A Tel Aviv magistrate decided today that seven terrorists involved in the March 5 attack on the Savoy Hotel here will be tried by a military tribunal. Judge David Bar Ophir, who held several hearings before rendering his decision, remanded the terrorists to prison pending trial, Legal authorities said they were liable for capital punishment because of the severe charges against them. Under Israeli law, a military tribunal may impose the death penalty if one or more civilian Jurists sit on the panel.
The attack on the Savoy, a small hotel near the Tel Aviv beach front, resulted in the deaths of 15 persons, including seven of the eight terrorists who carried out the attack, and 23 persons wounded. The terrorists landed on the Tel Aviv beach front from a motorized rubber dinghy that was launched from a “mother” ship several miles off shore. That vessel and its crew members were captured by the Israeli navy and taken into custody the following day.

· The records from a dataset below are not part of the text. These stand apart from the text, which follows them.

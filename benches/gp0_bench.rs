// SPDX-License-Identifier: Apache-2.0
// Copyright 2025 itsakeyfut
//
// Licensed under the Apache License, Version 2.0 (the "License");
// you may not use this file except in compliance with the License.
// You may obtain a copy of the License at
//
//     http://www.apache.org/licenses/LICENSE-2.0
//
// Unless required by applicable law or agreed to in writing, software
// distributed under the License is distributed on an "AS IS" BASIS,
// WITHOUT WARRANTIES OR CONDITIONS OF ANY KIND, either express or implied.
// See the License for the specific language governing permissions and
// limitations under the License.

use criterion::{criterion_group, criterion_main, BenchmarkId, Criterion};
use psx_gpu::core::gpu::{to_15bit, to_24bit};
use psx_gpu::core::GPU;
use std::hint::black_box;

fn polygon_benchmark(c: &mut Criterion) {
    let mut group = c.benchmark_group("gp0_polygon");

    group.bench_function("flat_triangle", |b| {
        let mut gpu = GPU::new();
        b.iter(|| {
            gpu.write_gp0(black_box(0x2000_00FF));
            gpu.write_gp0(0x0000_0000);
            gpu.write_gp0(0x0000_0040);
            gpu.write_gp0(0x0040_0000);
            gpu.drain_render_list().for_each(drop);
        });
    });

    // Gouraud-shaded, textured quad: the longest fixed-size polygon packet
    group.bench_function("shaded_textured_quad", |b| {
        let mut gpu = GPU::new();
        b.iter(|| {
            gpu.write_gp0(black_box(0x3C00_00FF));
            for i in 0..4u32 {
                if i > 0 {
                    gpu.write_gp0(0x0000_FF00);
                }
                gpu.write_gp0((i * 16) << 16 | i * 16);
                gpu.write_gp0(0x0010_0000 | i);
            }
            gpu.drain_render_list().for_each(drop);
        });
    });

    group.finish();
}

fn line_benchmark(c: &mut Criterion) {
    let mut group = c.benchmark_group("gp0_polyline");

    for points in [4u32, 16, 31].iter() {
        group.bench_with_input(BenchmarkId::new("flat", points), points, |b, &points| {
            let mut gpu = GPU::new();
            b.iter(|| {
                gpu.write_gp0(black_box(0x4800_FFFF));
                for i in 0..points {
                    gpu.write_gp0(i << 16 | i);
                }
                gpu.write_gp0(0x5555_5555);
                gpu.drain_render_list().for_each(drop);
            });
        });
    }

    group.finish();
}

fn vram_benchmark(c: &mut Criterion) {
    let mut group = c.benchmark_group("gp0_vram");

    for size in [16u32, 64, 256].iter() {
        group.bench_with_input(BenchmarkId::new("fill", size), size, |b, &size| {
            let mut gpu = GPU::new();
            b.iter(|| {
                gpu.write_gp0(black_box(0x0200_7F7F));
                gpu.write_gp0(0x0000_0000);
                gpu.write_gp0(size << 16 | size);
            });
        });

        group.bench_with_input(BenchmarkId::new("upload", size), size, |b, &size| {
            let mut gpu = GPU::new();
            let words = size * size / 2;
            b.iter(|| {
                gpu.write_gp0(0xA000_0000);
                gpu.write_gp0(0x0000_0000);
                gpu.write_gp0(size << 16 | size);
                for i in 0..words {
                    gpu.write_gp0(black_box(i));
                }
            });
        });
    }

    group.bench_function("copy_64x64", |b| {
        let mut gpu = GPU::new();
        b.iter(|| {
            gpu.write_gp0(0x8000_0000);
            gpu.write_gp0(0x0000_0000);
            gpu.write_gp0(black_box(0x0100_0100));
            gpu.write_gp0(0x0040_0040);
        });
    });

    group.finish();
}

fn color_benchmark(c: &mut Criterion) {
    c.bench_function("color_round_trip", |b| {
        b.iter(|| {
            for color in (0..0x0100_0000u32).step_by(0x10101) {
                black_box(to_24bit(to_15bit(black_box(color))));
            }
        });
    });
}

criterion_group!(
    benches,
    polygon_benchmark,
    line_benchmark,
    vram_benchmark,
    color_benchmark
);
criterion_main!(benches);
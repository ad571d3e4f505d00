// SPDX-License-Identifier: Apache-2.0
// Copyright 2025 itsakeyfut
//
// Licensed under the Apache License, Version 2.0 (the "License");
// you may not use this file except in compliance with the License.
// You may obtain a copy of the License at
//
//     http://www.apache.org/licenses/LICENSE-2.0
//
// Unless required by applicable law or agreed to in writing, software
// distributed under the License is distributed on an "AS IS" BASIS,
// WITHOUT WARRANTIES OR CONDITIONS OF ANY KIND, either express or implied.
// See the License for the specific language governing permissions and
// limitations under the License.

//! Test fixtures for common test scenarios

use std::cell::RefCell;
use std::rc::Rc;

use psx_gpu::core::io_device::IoBus;
use psx_gpu::core::{GPU, MDEC};

/// GP0 port address on the bus
#[allow(dead_code)]
pub const GP0: u32 = 0x1F80_1810;

/// GP1 port address on the bus
#[allow(dead_code)]
pub const GP1: u32 = 0x1F80_1814;

/// Create a bus with a GPU and an MDEC attached
#[allow(dead_code)]
pub fn create_bus() -> (IoBus, Rc<RefCell<GPU>>, Rc<RefCell<MDEC>>) {
    let gpu = Rc::new(RefCell::new(GPU::new()));
    let mdec = Rc::new(RefCell::new(MDEC::new()));

    let mut bus = IoBus::new();
    bus.attach(gpu.clone());
    bus.attach(mdec.clone());

    (bus, gpu, mdec)
}

/// Feed a sequence of words to GP0
#[allow(dead_code)]
pub fn send_gp0(gpu: &mut GPU, words: &[u32]) {
    for &word in words {
        gpu.write_gp0(word);
    }
}

/// Upload a `width`×`height` block of pixels to VRAM at (x, y)
///
/// Pixels are packed two per word, low half first.
#[allow(dead_code)]
pub fn upload_pixels(gpu: &mut GPU, x: u16, y: u16, width: u16, height: u16, pixels: &[u16]) {
    gpu.write_gp0(0xA000_0000);
    gpu.write_gp0((y as u32) << 16 | x as u32);
    gpu.write_gp0((height as u32) << 16 | width as u32);

    for pair in pixels.chunks(2) {
        let lo = pair[0] as u32;
        let hi = pair.get(1).copied().unwrap_or(0) as u32;
        gpu.write_gp0(hi << 16 | lo);
    }
}

/// Read back a `width`×`height` block through GPUREAD
#[allow(dead_code)]
pub fn download_pixels(gpu: &mut GPU, x: u16, y: u16, width: u16, height: u16) -> Vec<u16> {
    gpu.write_gp0(0xC000_0000);
    gpu.write_gp0((y as u32) << 16 | x as u32);
    gpu.write_gp0((height as u32) << 16 | width as u32);

    let count = width as usize * height as usize;
    let mut pixels = Vec::with_capacity(count + 1);
    while pixels.len() < count {
        let word = gpu.read(0);
        pixels.push(word as u16);
        pixels.push((word >> 16) as u16);
    }
    pixels.truncate(count);
    pixels
}
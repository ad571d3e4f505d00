// SPDX-License-Identifier: Apache-2.0
// Copyright 2025 itsakeyfut
//
// Licensed under the Apache License, Version 2.0 (the "License");
// you may not use this file except in compliance with the License.
// You may obtain a copy of the License at
//
//     http://www.apache.org/licenses/LICENSE-2.0
//
// Unless required by applicable law or agreed to in writing, software
// distributed under the License is distributed on an "AS IS" BASIS,
// WITHOUT WARRANTIES OR CONDITIONS OF ANY KIND, either express or implied.
// See the License for the specific language governing permissions and
// limitations under the License.

//! Core components
//!
//! - GPU (command decoding, VRAM, primitive assembly)
//! - MDEC register shell
//! - I/O bus plumbing shared by both
//! - Save states, trace replay and tool configuration

pub mod config;
pub mod error;
pub mod gpu;
pub mod io_device;
pub mod mdec;
pub mod save_state;
pub mod trace;

// Re-export commonly used types
pub use error::{EmulatorError, GpuError, MdecError, Result};
pub use gpu::GPU;
pub use io_device::{IODevice, IoBus};
pub use mdec::MDEC;
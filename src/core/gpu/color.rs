// SPDX-License-Identifier: Apache-2.0
// Copyright 2025 itsakeyfut
//
// Licensed under the Apache License, Version 2.0 (the "License");
// you may not use this file except in compliance with the License.
// You may obtain a copy of the License at
//
//     http://www.apache.org/licenses/LICENSE-2.0
//
// Unless required by applicable law or agreed to in writing, software
// distributed under the License is distributed on an "AS IS" BASIS,
// WITHOUT WARRANTIES OR CONDITIONS OF ANY KIND, either express or implied.
// See the License for the specific language governing permissions and
// limitations under the License.

//! Color format conversion
//!
//! Converts between 24-bit RGB words and the 15-bit packed format stored in VRAM.
//!
//! # Layouts
//!
//! ```text
//! 24-bit:  0x00RRGGBB
//! 15-bit:  bits 0-4 red, bits 5-9 green, bits 10-14 blue
//! ```
//!
//! The 15-bit layout reverses the channel order of the 24-bit word. The
//! conversion keeps the top 5 bits of each channel, so a round trip through
//! both functions zeroes the low 3 bits of every channel.

use crate::core::error::GpuError;

/// Convert a 24-bit RGB word to the 15-bit VRAM format
///
/// # Examples
///
/// ```
/// use psx_gpu::core::gpu::to_15bit;
///
/// assert_eq!(to_15bit(0xFF0000), 0x001F); // red
/// assert_eq!(to_15bit(0x00FF00), 0x03E0); // green
/// assert_eq!(to_15bit(0x0000FF), 0x7C00); // blue
/// ```
#[inline]
pub fn to_15bit(color: u32) -> u16 {
    let mut packed = 0u32;
    packed |= (color & 0xF8_0000) >> 19;
    packed |= (color & 0x00_F800) >> 6;
    packed |= (color & 0x00_00F8) << 7;
    packed as u16
}

/// Expand a 15-bit VRAM color back to a 24-bit RGB word
///
/// The low 3 bits of each channel are zero. Alpha is left at zero; callers
/// that need an opaque color OR in `0xFF000000` themselves.
///
/// # Examples
///
/// ```
/// use psx_gpu::core::gpu::to_24bit;
///
/// assert_eq!(to_24bit(0x001F), 0xF80000);
/// assert_eq!(to_24bit(0x7FFF), 0xF8F8F8);
/// ```
#[inline]
pub fn to_24bit(color: u16) -> u32 {
    let color = color as u32;
    let mut expanded = 0u32;
    expanded |= (color & 0x7C00) >> 7;
    expanded |= (color & 0x03E0) << 6;
    expanded |= (color & 0x001F) << 19;
    expanded
}

/// Average a set of packed 24-bit colors
///
/// Each channel of `0x..BBGGRR` input words is averaged separately (integer
/// division). The result has full alpha: `0xFFBBGGRR`.
///
/// # Errors
///
/// Returns [`GpuError::InvalidInput`] for an empty slice.
///
/// # Examples
///
/// ```
/// use psx_gpu::core::gpu::color_mean;
///
/// let mean = color_mean(&[0x000000, 0x0000FE]).unwrap();
/// assert_eq!(mean, 0xFF00007F);
/// assert!(color_mean(&[]).is_err());
/// ```
pub fn color_mean(colors: &[u32]) -> Result<u32, GpuError> {
    if colors.is_empty() {
        return Err(GpuError::InvalidInput(
            "color_mean requires at least one color".to_string(),
        ));
    }

    let (mut r, mut g, mut b) = (0u64, 0u64, 0u64);
    for &color in colors {
        r += (color & 0xFF) as u64;
        g += ((color >> 8) & 0xFF) as u64;
        b += ((color >> 16) & 0xFF) as u64;
    }

    let n = colors.len() as u64;
    let (r, g, b) = ((r / n) as u32, (g / n) as u32, (b / n) as u32);

    Ok(0xFF << 24 | (b & 0xFF) << 16 | (g & 0xFF) << 8 | (r & 0xFF))
}
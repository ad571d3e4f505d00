// SPDX-License-Identifier: Apache-2.0
// Copyright 2025 itsakeyfut
//
// Licensed under the Apache License, Version 2.0 (the "License");
// you may not use this file except in compliance with the License.
// You may obtain a copy of the License at
//
//     http://www.apache.org/licenses/LICENSE-2.0
//
// Unless required by applicable law or agreed to in writing, software
// distributed under the License is distributed on an "AS IS" BASIS,
// WITHOUT WARRANTIES OR CONDITIONS OF ANY KIND, either express or implied.
// See the License for the specific language governing permissions and
// limitations under the License.

//! GP1 port: control commands

mod control;
mod display;
mod info;

pub use info::GPU_VERSION;

use super::GPU;

impl GPU {
    /// Process GP1 command (control commands)
    ///
    /// GP1 commands are single words and never touch the GP0 framing, except
    /// for the two reset commands.
    pub fn write_gp1(&mut self, word: u32) {
        let command = (word >> 24) & 0xFF;
        let argument = word & 0x00FF_FFFF;

        log::trace!("GP1 <- 0x{:08X}", word);

        match command {
            0x00 => self.gp1_reset_gpu(),
            0x01 => self.gp1_reset_command_buffer(),
            0x02 => self.gp1_acknowledge_interrupt(),
            0x03 => self.gp1_display_enable(argument),
            0x04 => self.gp1_dma_direction(argument),
            0x05 => self.gp1_display_area_start(argument),
            0x06 => self.gp1_horizontal_display_range(argument),
            0x07 => self.gp1_vertical_display_range(argument),
            0x08 => self.gp1_display_mode(argument),
            0x09 => self.gp1_texture_disable(argument),
            0x10..=0x1F => self.gp1_get_gpu_info(argument),
            _ => {
                log::warn!(
                    "Unhandled GP1 command: 0x{:02X} (argument 0x{:06X})",
                    command,
                    argument
                );
            }
        }
    }
}
// SPDX-License-Identifier: Apache-2.0
// Copyright 2025 itsakeyfut
//
// Licensed under the Apache License, Version 2.0 (the "License");
// you may not use this file except in compliance with the License.
// You may obtain a copy of the License at
//
//     http://www.apache.org/licenses/LICENSE-2.0
//
// Unless required by applicable law or agreed to in writing, software
// distributed under the License is distributed on an "AS IS" BASIS,
// WITHOUT WARRANTIES OR CONDITIONS OF ANY KIND, either express or implied.
// See the License for the specific language governing permissions and
// limitations under the License.

//! Capturing and restoring GPU state

use crate::core::error::Result;
use crate::core::save_state::{GpuState, StateSave};

use super::GPU;

impl GPU {
    /// Capture registers, decoder framing and VRAM
    ///
    /// # Examples
    ///
    /// ```
    /// use psx_gpu::core::GPU;
    ///
    /// let mut gpu = GPU::new();
    /// gpu.write_vram(1, 2, 0x1234);
    /// let state = gpu.snapshot();
    ///
    /// let mut other = GPU::new();
    /// other.restore(&state).unwrap();
    /// assert_eq!(other.read_vram(1, 2), 0x1234);
    /// ```
    pub fn snapshot(&self) -> GpuState {
        GpuState {
            vram: self.vram.as_slice().to_vec(),
            draw_mode: self.draw_mode,
            texture_window: self.texture_window,
            drawing_area: self.drawing_area,
            drawing_offset: self.drawing_offset,
            mask_settings: self.mask_settings,
            display_mode: self.display_mode,
            display_control: self.display_control,
            ready_vram_to_cpu: self.ready_vram_to_cpu,
            decoder: self.gp0.clone(),
            read_mode: self.read_mode,
            gpuread: self.gpuread,
            region: self.region,
        }
    }

    /// Overwrite this GPU with a captured state
    ///
    /// The render list is left as it is.
    ///
    /// # Errors
    ///
    /// Returns an error if the VRAM image is not 1024×512 cells, or if the
    /// decoder counters or transfer region are out of range. Nothing is
    /// modified in that case.
    pub fn restore(&mut self, state: &GpuState) -> Result<()> {
        state.decoder.validate()?;
        state.region.validate()?;
        self.vram.load(&state.vram)?;

        self.draw_mode = state.draw_mode;
        self.texture_window = state.texture_window;
        self.drawing_area = state.drawing_area;
        self.drawing_offset = state.drawing_offset;
        self.mask_settings = state.mask_settings;
        self.display_mode = state.display_mode;
        self.display_control = state.display_control;
        self.ready_vram_to_cpu = state.ready_vram_to_cpu;
        self.gp0 = state.decoder.clone();
        self.read_mode = state.read_mode;
        self.gpuread = state.gpuread;
        self.region = state.region;

        log::debug!("GPU state restored");
        Ok(())
    }
}

impl StateSave for GPU {
    type State = GpuState;

    fn to_state(&self) -> GpuState {
        self.snapshot()
    }

    fn restore_from_state(&mut self, state: &GpuState) -> Result<()> {
        self.restore(state)
    }
}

The seven terrorists facing trial are Moussa Jama’a, 23, the sole survivor of the gang that attacked the hotel and then blew up its top floor as police and soldiers closed in; and the six men captured at sea. The latter were identified as Hammad Darwish, said to be the El Fatah commander who was in charge of the operation; Issa Al Reedy, 24, captain of the “mother” ship; Mahir Al Reedy, 30; Mouhammed Ben Elhalili, 33; Mouhammed Gouda, 31; and Mouhammed Sa’ad, 25, They were identified as being of Lebanese, Syrian and Egyptian nationality.
At the hearing, police Sgt. Major Yehezkel Nahum said an investigation disclosed that the terrorists had sailed from Tyre, in southern Lebanon and approached the Israeli coast near Tel Aviv under cover of darkness. The attack party landed on the beach shortly after 11 p.m. local time.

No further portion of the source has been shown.